Hi, I moved my keras model to pytorch, but the model’s accuracy seems not right. Keras model’s result always 1%-2% higher than pytorch.

I used same initializer (xaiver uniform for kernel and zeros for bias), same random seed, same hyper parameters, and same datasets with same order (no shuffle) , the only thing I thought would be the adam optimizer, I found keras’ document said:

This epsilon is “epsilon hat” in the Kingma and Ba paper (in the formula just before Section 2.1), not the epsilon in Algorithm 1 of the paper.

I searched it from forum but not find a solution about this.

Maybe there are differences between pytorch’ adam and keras’ s adam?

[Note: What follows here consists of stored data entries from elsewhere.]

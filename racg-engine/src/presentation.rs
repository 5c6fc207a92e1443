use crate::error::{AutomatonError, Result};
use crate::types::{Letter, LetterSet};
use std::collections::{BTreeMap, BTreeSet};

static NO_LETTERS: LetterSet = LetterSet::new();

/// Defining data of a right-angled Coxeter group: an alphabet, a symmetric
/// commutation relation and a total order used for ShortLex tie-breaking.
///
/// This is the explicit context handed to every generator; nothing in the
/// crate keeps a global default.
#[derive(Debug, Clone, PartialEq, Eq)]
pub struct Presentation {
    alphabet: LetterSet,
    commutation: BTreeMap<Letter, LetterSet>,
    order: BTreeMap<Letter, usize>,
    lesser_star: BTreeMap<Letter, LetterSet>,
    greater_star: BTreeMap<Letter, LetterSet>,
}

impl Presentation {
    /// Validates and assembles a presentation.
    ///
    /// The alphabet is the key set of `order`. Letters missing from
    /// `commutation` commute with nothing.
    ///
    /// # Errors
    /// `MalformedInput` if the order is not injective, the relation mentions a
    /// letter outside the alphabet, relates a letter to itself, or is not
    /// symmetric.
    pub fn new(
        commutation: BTreeMap<Letter, LetterSet>,
        order: BTreeMap<Letter, usize>,
    ) -> Result<Self> {
        let alphabet: LetterSet = order.keys().copied().collect();

        let mut seen_ranks = BTreeMap::new();
        for (&letter, &rank) in &order {
            if let Some(other) = seen_ranks.insert(rank, letter) {
                return Err(AutomatonError::MalformedInput(format!(
                    "order is not injective: {} and {} share rank {}",
                    other, letter, rank
                )));
            }
        }

        for (&letter, neighbours) in &commutation {
            if !alphabet.contains(letter) {
                return Err(AutomatonError::MalformedInput(format!(
                    "commutation relation mentions {} which has no rank",
                    letter
                )));
            }
            for neighbour in neighbours.iter() {
                if neighbour == letter {
                    return Err(AutomatonError::MalformedInput(format!(
                        "{} cannot commute with itself",
                        letter
                    )));
                }
                if !alphabet.contains(neighbour) {
                    return Err(AutomatonError::MalformedInput(format!(
                        "{} commutes with {} which has no rank",
                        letter, neighbour
                    )));
                }
                let symmetric = commutation
                    .get(&neighbour)
                    .map_or(false, |back| back.contains(letter));
                if !symmetric {
                    return Err(AutomatonError::MalformedInput(format!(
                        "commutation relation is not symmetric: {} commutes with {} but not conversely",
                        letter, neighbour
                    )));
                }
            }
        }

        let commutation: BTreeMap<Letter, LetterSet> = alphabet
            .iter()
            .map(|letter| {
                let neighbours = commutation.get(&letter).cloned().unwrap_or_default();
                (letter, neighbours)
            })
            .collect();

        // Star_<(x): letters commuting with x and strictly preceding it.
        let mut lesser_star = BTreeMap::new();
        let mut greater_star = BTreeMap::new();
        for (&letter, neighbours) in &commutation {
            let rank = order[&letter];
            let lesser: LetterSet = neighbours.iter().filter(|n| order[n] < rank).collect();
            greater_star.insert(letter, neighbours.difference(&lesser));
            lesser_star.insert(letter, lesser);
        }

        Ok(Presentation {
            alphabet,
            commutation,
            order,
            lesser_star,
            greater_star,
        })
    }

    /// Builds a presentation from letters listed in increasing order and a
    /// list of commuting pairs. Each pair is added in both directions.
    ///
    /// # Example
    /// ```
    /// use racg_engine::Presentation;
    ///
    /// let pentagon = Presentation::from_edges(
    ///     "abcde",
    ///     &[('a', 'b'), ('b', 'c'), ('c', 'd'), ('d', 'e'), ('e', 'a')],
    /// )
    /// .unwrap();
    /// assert!(pentagon.commutes('a'.into(), 'e'.into()));
    /// ```
    pub fn from_edges(letters_in_order: &str, edges: &[(char, char)]) -> Result<Self> {
        let mut order = BTreeMap::new();
        for (rank, symbol) in letters_in_order.chars().filter(|c| !c.is_whitespace()).enumerate() {
            if order.insert(Letter(symbol), rank).is_some() {
                return Err(AutomatonError::MalformedInput(format!(
                    "letter {} listed twice",
                    symbol
                )));
            }
        }

        let mut commutation: BTreeMap<Letter, BTreeSet<Letter>> = BTreeMap::new();
        for &(left, right) in edges {
            commutation.entry(Letter(left)).or_default().insert(Letter(right));
            commutation.entry(Letter(right)).or_default().insert(Letter(left));
        }
        let commutation = commutation
            .into_iter()
            .map(|(letter, neighbours)| (letter, neighbours.into_iter().collect()))
            .collect();

        Presentation::new(commutation, order)
    }

    pub fn alphabet(&self) -> &LetterSet {
        &self.alphabet
    }

    /// Returns the letters commuting with `letter` (empty for unknown letters).
    pub fn commute(&self, letter: Letter) -> &LetterSet {
        self.commutation.get(&letter).unwrap_or(&NO_LETTERS)
    }

    pub fn commutes(&self, left: Letter, right: Letter) -> bool {
        self.commute(left).contains(right)
    }

    /// Returns the rank of `letter` in the total order.
    pub fn rank(&self, letter: Letter) -> Option<usize> {
        self.order.get(&letter).copied()
    }

    /// Letters that commute with `letter` and precede it in the order.
    pub fn lesser_star(&self, letter: Letter) -> &LetterSet {
        self.lesser_star.get(&letter).unwrap_or(&NO_LETTERS)
    }

    /// Letters that commute with `letter` and follow it in the order.
    pub fn greater_star(&self, letter: Letter) -> &LetterSet {
        self.greater_star.get(&letter).unwrap_or(&NO_LETTERS)
    }

    /// Returns `true` if `left` strictly precedes `right` in the total order.
    pub fn precedes(&self, left: Letter, right: Letter) -> bool {
        match (self.rank(left), self.rank(right)) {
            (Some(l), Some(r)) => l < r,
            _ => false,
        }
    }

    /// Returns the letters of `set` sorted by rank.
    pub fn sorted(&self, set: &LetterSet) -> Vec<Letter> {
        let mut letters: Vec<Letter> = set.iter().collect();
        letters.sort_by_key(|letter| self.rank(*letter));
        letters
    }

    /// Checks that `subset` only uses letters of the alphabet.
    pub fn check_subset(&self, subset: &LetterSet, role: &str) -> Result<()> {
        if subset.is_subset(&self.alphabet) {
            Ok(())
        } else {
            Err(AutomatonError::MalformedInput(format!(
                "{} {} is not a subset of the alphabet {}",
                role,
                subset.difference(&self.alphabet),
                self.alphabet
            )))
        }
    }
}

What should I do to let pytorch defeat keras? :sob:

Hi @bfss,

If I recall correctly, the eps factor in Adam varies between PyTorch and Keras. In Keras the eps is included within the sqrt of exp. moving average in the denominator, but in PyTorch it isn’t. So, that may have some effect on the asymptotic of your convergence.

Also, just because you use the same initializer doesn’t mean you have the same weights. Remember nn.Linear (the Dense layer in Keras) are defined differently from one other, albeit via a transpose operator, so you’ll get different weights and hence different performance.

You must make sure all aspects of the code is the same, because if they were you’d get the same results

@AlphaBetaGamma96

Very thanks for your reply~

I tried several (about 20 times)different random seed and export keras’ weights to pytorch, and keras always better than pytorch on my dataset.

Although the weights are same, keras’ accuracy is 97.75% while pytorch’s accuracy is 96.52%, I think the adam makes the difference between them.

Maybe I should try other optimizers.

Can you give me some advice about which optimizer is suitable for text classification?